Unscheduled bleeding due to illness
It's not uncommon to get your period a few days early every now and then. In most cases, this is simply due to fluctuations in your hormone levels caused by factors such as stress. Such irregularities in the menstrual cycle are usually completely harmless.
However, if you really do start menstruating again after two weeks, or if you have any other irregularities or complaints, it is definitely advisable to have a check-up with your gynaecologist as soon as possible. After all, it is quite possible that the supposedly harmless bleeding is a serious symptom of an illness and that you therefore need urgent treatment.
Lasting and comfortable protection for your period
In the end, it doesn't matter if you actually get your period after two weeks or if your discharge is just spotting that occurs during ovulation. Using the right hygiene product can help you feel comfortable and safe in your everyday life.
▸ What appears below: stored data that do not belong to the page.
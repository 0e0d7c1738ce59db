//! Planetgen CLI - procedural planet mesh generator.
//!
//! Generates an octasphere, displaces it with layered noise and writes the
//! result as OBJ or binary mesh files.

use anyhow::{bail, Context, Result};
use clap::{Parser, Subcommand, ValueEnum};
use glam::Vec3;
use std::fs::File;
use std::io::BufReader;
use std::path::{Path, PathBuf};
use std::time::Instant;

use planetgen::export::{export_mesh, read_raw, MeshFormat};
use planetgen::geometry::{expected_counts, MAX_SUBDIVISIONS};
use planetgen::{NoiseKind, PlanetConfig, PlanetGenerator};

/// Procedural planet mesh generator.
#[derive(Parser)]
#[command(name = "planetgen")]
#[command(author, version, about, long_about = None)]
struct Cli {
    #[command(subcommand)]
    command: Commands,
}

#[derive(Subcommand)]
enum Commands {
    /// Generate a planet mesh.
    Generate {
        /// TOML file with planet parameters; flags override its values.
        #[arg(short, long)]
        config: Option<PathBuf>,

        /// Octasphere subdivision passes (0-24).
        #[arg(short, long)]
        subdivisions: Option<u32>,

        /// Sphere radius before displacement (> 0.01).
        #[arg(short, long)]
        radius: Option<f32>,

        /// Offset in 3D noise space, as X,Y,Z.
        #[arg(long, value_delimiter = ',', allow_negative_numbers = true)]
        offset: Option<Vec<f32>>,

        /// Terrain influence (-1.0 to 1.0).
        #[arg(short, long, allow_negative_numbers = true)]
        influence: Option<f32>,

        /// Noise implementation.
        #[arg(long)]
        noise: Option<NoiseKind>,

        /// Noise seed.
        #[arg(long)]
        seed: Option<u32>,

        /// Derive the noise offset from the seed instead of using --offset.
        #[arg(long)]
        random_offset: bool,

        /// Output directory for generated files.
        #[arg(short, long, default_value = "./output")]
        output: PathBuf,

        /// Base name for output files.
        #[arg(short, long, default_value = "planet")]
        name: String,

        /// Export format.
        #[arg(short, long, default_value = "obj")]
        format: ExportFormat,
    },

    /// Display mesh sizes for a subdivision level.
    Info {
        /// Octasphere subdivision passes.
        #[arg(short, long, default_value = "3")]
        subdivisions: u32,
    },

    /// Summarize a mesh previously exported in the raw format.
    Inspect {
        /// Raw mesh file.
        file: PathBuf,
    },
}

#[derive(Clone, Copy, ValueEnum)]
enum ExportFormat {
    /// Wavefront OBJ text.
    Obj,
    /// Little-endian binary positions and indices.
    Raw,
}

impl From<ExportFormat> for MeshFormat {
    fn from(format: ExportFormat) -> Self {
        match format {
            ExportFormat::Obj => MeshFormat::Obj,
            ExportFormat::Raw => MeshFormat::Raw,
        }
    }
}

/// Parameter overrides taken from the command line.
struct Overrides {
    subdivisions: Option<u32>,
    radius: Option<f32>,
    offset: Option<Vec<f32>>,
    influence: Option<f32>,
    noise: Option<NoiseKind>,
    seed: Option<u32>,
    random_offset: bool,
}

fn main() -> Result<()> {
    tracing_subscriber::fmt()
        .with_env_filter(
            tracing_subscriber::EnvFilter::try_from_default_env()
                .unwrap_or_else(|_| tracing_subscriber::EnvFilter::new("info")),
        )
        .init();

    let cli = Cli::parse();

    match cli.command {
        Commands::Generate {
            config,
            subdivisions,
            radius,
            offset,
            influence,
            noise,
            seed,
            random_offset,
            output,
            name,
            format,
        } => {
            let overrides = Overrides {
                subdivisions,
                radius,
                offset,
                influence,
                noise,
                seed,
                random_offset,
            };
            run_generate(config, overrides, output, name, format)
        }
        Commands::Info { subdivisions } => run_info(subdivisions),
        Commands::Inspect { file } => run_inspect(&file),
    }
}

fn build_config(path: Option<PathBuf>, overrides: Overrides) -> Result<PlanetConfig> {
    let mut config = match path {
        Some(path) => PlanetConfig::load(&path)
            .with_context(|| format!("loading {}", path.display()))?,
        None => PlanetConfig::default(),
    };

    if let Some(subdivisions) = overrides.subdivisions {
        config.subdivisions = subdivisions;
    }
    if let Some(radius) = overrides.radius {
        config.radius = radius;
    }
    if let Some(influence) = overrides.influence {
        config.terrain_influence = influence;
    }
    if let Some(noise) = overrides.noise {
        config.noise = noise;
    }
    if let Some(seed) = overrides.seed {
        config.seed = seed;
    }

    if overrides.random_offset {
        if overrides.offset.is_some() {
            bail!("--offset and --random-offset cannot be used together");
        }
        // Generate seed if not provided
        let seed = match overrides.seed {
            Some(seed) => seed as u64,
            None => {
                use std::time::{SystemTime, UNIX_EPOCH};
                SystemTime::now()
                    .duration_since(UNIX_EPOCH)
                    .context("system clock is before the Unix epoch")?
                    .as_nanos() as u64
            }
        };
        config.randomize_offset(seed);
    } else if let Some(offset) = overrides.offset {
        let &[x, y, z] = offset.as_slice() else {
            bail!("--offset expects exactly three values (X,Y,Z), got {}", offset.len());
        };
        config.noise_offset = Vec3::new(x, y, z);
    }

    config.validate()?;
    Ok(config)
}

fn run_generate(
    config_path: Option<PathBuf>,
    overrides: Overrides,
    output: PathBuf,
    name: String,
    format: ExportFormat,
) -> Result<()> {
    let config = build_config(config_path, overrides)?;

    println!("Planetgen - Procedural Planet Generator");
    println!("=======================================");
    println!("Subdivisions: {}", config.subdivisions);
    println!("Radius: {}", config.radius);
    println!(
        "Noise: {} (seed {}), offset [{:.3}, {:.3}, {:.3}]",
        config.noise, config.seed, config.noise_offset.x, config.noise_offset.y, config.noise_offset.z
    );
    println!("Terrain influence: {}", config.terrain_influence);
    println!("Output: {}", output.display());

    let start = Instant::now();
    let mut generator = PlanetGenerator::new();
    let planet = generator.generate_with_callbacks(
        config,
        |stage, i, total| {
            println!("  [{}/{}] Starting: {}", i + 1, total, stage);
        },
        |stage, i, total| {
            println!("  [{}/{}] Completed: {}", i + 1, total, stage);
        },
    )?;
    println!("Generation completed in {:.2?}", start.elapsed());

    let (min_h, max_h) = planet.height_range();
    println!(
        "Mesh: {} vertices, {} faces",
        planet.mesh.vertex_count(),
        planet.mesh.face_count()
    );
    println!("Height range: [{:.4}, {:.4}]", min_h, max_h);
    let elevations = planet.elevations();
    let above = elevations.iter().filter(|&&e| e > 0.0).count();
    println!(
        "Above base radius: {:.1}%",
        above as f64 * 100.0 / elevations.len().max(1) as f64
    );

    std::fs::create_dir_all(&output)
        .with_context(|| format!("creating output directory {}", output.display()))?;

    let format = MeshFormat::from(format);
    let path = output.join(format!("{}.{}", name, format.extension()));
    export_mesh(&planet.mesh, &path, format)
        .with_context(|| format!("exporting {}", path.display()))?;
    println!("Exported: {}", path.display());

    Ok(())
}

fn run_info(subdivisions: u32) -> Result<()> {
    if subdivisions > MAX_SUBDIVISIONS {
        bail!("Subdivision level must be between 0 and {}", MAX_SUBDIVISIONS);
    }

    let Some((vertices, faces)) = expected_counts(subdivisions) else {
        bail!("Subdivision level {} is too large to describe", subdivisions);
    };

    // 12 bytes per position, 12 bytes per index triple
    let bytes = (vertices + faces) as f64 * 12.0;

    println!("Planet Configuration");
    println!("====================");
    println!("Subdivisions: {}", subdivisions);
    println!("Vertices: {}", vertices);
    println!("Faces: {}", faces);
    println!("Approx. mesh memory: {:.2} MB", bytes / (1024.0 * 1024.0));
    if vertices > u32::MAX as u64 {
        println!("Note: this level exceeds 32-bit vertex indices and cannot be generated");
    }

    Ok(())
}

fn run_inspect(path: &Path) -> Result<()> {
    let file = File::open(path).with_context(|| format!("opening {}", path.display()))?;
    let mesh = read_raw(&mut BufReader::new(file))
        .with_context(|| format!("reading {}", path.display()))?;
    let (min_r, max_r) = mesh.radius_range();

    println!("Mesh: {}", path.display());
    println!("Vertices: {}", mesh.vertex_count());
    println!("Faces: {}", mesh.face_count());
    println!("Radius range: [{:.4}, {:.4}]", min_r, max_r);
    println!("Watertight: {}", mesh.is_watertight());

    Ok(())
}

#[cfg(test)]
mod tests {
    use super::*;

    fn no_overrides() -> Overrides {
        Overrides {
            subdivisions: None,
            radius: None,
            offset: None,
            influence: None,
            noise: None,
            seed: None,
            random_offset: false,
        }
    }

    #[test]
    fn test_cli_parses_generate() {
        let cli = Cli::try_parse_from([
            "planetgen", "generate", "-s", "4", "--offset", "1,-2,3", "-i", "-0.5", "--noise", "perlin",
        ])
        .unwrap();
        assert!(matches!(cli.command, Commands::Generate { subdivisions: Some(4), .. }));
    }

    #[test]
    fn test_overrides_apply() {
        let overrides = Overrides {
            subdivisions: Some(5),
            radius: Some(2.0),
            offset: Some(vec![1.0, -2.0, 3.0]),
            influence: Some(-0.5),
            noise: Some(NoiseKind::Perlin),
            seed: Some(11),
            random_offset: false,
        };
        let config = build_config(None, overrides).unwrap();

        assert_eq!(config.subdivisions, 5);
        assert_eq!(config.radius, 2.0);
        assert_eq!(config.noise_offset, Vec3::new(1.0, -2.0, 3.0));
        assert_eq!(config.terrain_influence, -0.5);
        assert_eq!(config.noise, NoiseKind::Perlin);
        assert_eq!(config.seed, 11);
    }

    #[test]
    fn test_overrides_validated() {
        let mut overrides = no_overrides();
        overrides.radius = Some(0.0);
        assert!(build_config(None, overrides).is_err());

        let mut overrides = no_overrides();
        overrides.offset = Some(vec![1.0, 2.0]);
        assert!(build_config(None, overrides).is_err());
    }

    #[test]
    fn test_random_offset_from_seed() {
        let mut overrides = no_overrides();
        overrides.seed = Some(3);
        overrides.random_offset = true;
        let a = build_config(None, overrides).unwrap();

        let mut expected = PlanetConfig::default();
        expected.randomize_offset(3);
        assert_eq!(a.noise_offset, expected.noise_offset);

        let mut conflicting = no_overrides();
        conflicting.random_offset = true;
        conflicting.offset = Some(vec![0.0, 0.0, 0.0]);
        assert!(build_config(None, conflicting).is_err());
    }

    #[test]
    fn test_config_file_with_overrides() {
        let dir = tempfile::tempdir().unwrap();
        let path = dir.path().join("planet.toml");
        std::fs::write(&path, "subdivisions = 2\nradius = 3.0\nterrain_influence = 0.1\n").unwrap();

        let mut overrides = no_overrides();
        overrides.radius = Some(4.0);
        let config = build_config(Some(path), overrides).unwrap();

        assert_eq!(config.subdivisions, 2);
        assert_eq!(config.radius, 4.0);
        assert_eq!(config.terrain_influence, 0.1);
    }

    #[test]
    fn test_inspect_reads_raw_export() {
        let dir = tempfile::tempdir().unwrap();
        let path = dir.path().join("planet.bin");
        let mesh = planetgen::build_sphere(2, 1.0).unwrap();
        export_mesh(&mesh, &path, MeshFormat::Raw).unwrap();

        assert!(run_inspect(&path).is_ok());
        assert!(run_inspect(&dir.path().join("missing.bin")).is_err());
    }

    #[test]
    fn test_noise_kind_parses_on_cli() {
        let cli = Cli::try_parse_from(["planetgen", "generate", "--noise", "simplex"]).unwrap();
        assert!(matches!(cli.command, Commands::Generate { noise: Some(NoiseKind::Simplex), .. }));
        assert!(Cli::try_parse_from(["planetgen", "generate", "--noise", "fractal"]).is_err());
    }
}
Instead of using a tampon or sanitary pad, we recommend that you try period underwear next time. These practical panties have a multi-layer membrane system that reliably absorbs the escaping blood. Period panties are available in different absorbencies, so you can find a suitable model for both light spotting and heavier days of menstruation.
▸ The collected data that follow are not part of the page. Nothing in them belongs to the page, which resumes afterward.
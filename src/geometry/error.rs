//! Geometry error type shared by the mesh, subdivision and sphere modules.

use thiserror::Error;

/// Errors raised while building or validating sphere geometry.
#[derive(Error, Debug, Clone, PartialEq)]
pub enum GeometryError {
    /// Normalization of a vector whose length is zero (or not finite).
    #[error("Cannot normalize zero-length vector {0:?}")]
    ZeroLength([f32; 3]),
    /// An edge whose endpoints sum to the origin has no defined midpoint on the sphere.
    #[error("Degenerate edge ({0}, {1}): endpoints are opposite, midpoint is at the origin")]
    DegenerateEdge(u32, u32),
    /// A face references a vertex that does not exist.
    #[error("Face {face} references vertex {index}, but the mesh only has {vertex_count} vertices")]
    FaceIndexOutOfRange {
        face: usize,
        index: u32,
        vertex_count: usize,
    },
    /// A vertex index that does not exist in the vertex list.
    #[error("Vertex {index} does not exist, the mesh only has {vertex_count} vertices")]
    VertexIndexOutOfRange { index: u32, vertex_count: usize },
    /// Subdivision level beyond the supported maximum.
    #[error("Subdivision level {0} exceeds the maximum of {1}")]
    SubdivisionTooDeep(u32, u32),
    /// The mesh would need more vertices than a `u32` index can address.
    #[error("Mesh needs {0} vertices, more than 32-bit indices can address")]
    IndexOverflow(usize),
    /// Sphere radius must be positive and finite.
    #[error("Invalid sphere radius: {0}")]
    InvalidRadius(f32),
}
After wearing your period pants, you can simply wash it in the washing machine and reuse it. In this way, you also make a valuable contribution to protecting the environment, as you save a considerable amount of waste over time compared to classic disposable menstrual products.
Do you already know Weekiss?
If you are curious and would like to see for yourself the reliability and comfort of period underwear, you have come to the right place. In our shop you will find a selection of period underwear in different designs and absorbencies.
Weekiss period underwear is made with certified organic cotton and is also free from potentially harmful biocides. You can rest assured that you are choosing menstrual panties that leave nothing to be desired in terms of quality, comfort and sustainability.
Our conclusion on getting your period back after just two weeks
Your normal menstrual bleeding and therefore a significantly shortened cycle are by no means the only possible reasons for unexpectedly early bleeding. So it's not necessarily the case that you've already had your period after two weeks. You may simply be having normal spotting, which can occur during ovulation.
You may also be pregnant and have had implantation bleeding, which of course has nothing to do with your normal menstruation. If in doubt, you should always seek the advice of your gynaecologist if you have any abnormalities concerning your menstrual cycle or your period.
Your gynaecologist can not only advise you on how to deal with your early periods. She can also rule out possible illnesses as the cause if the bleeding makes it seem as if you've already had your period after two weeks.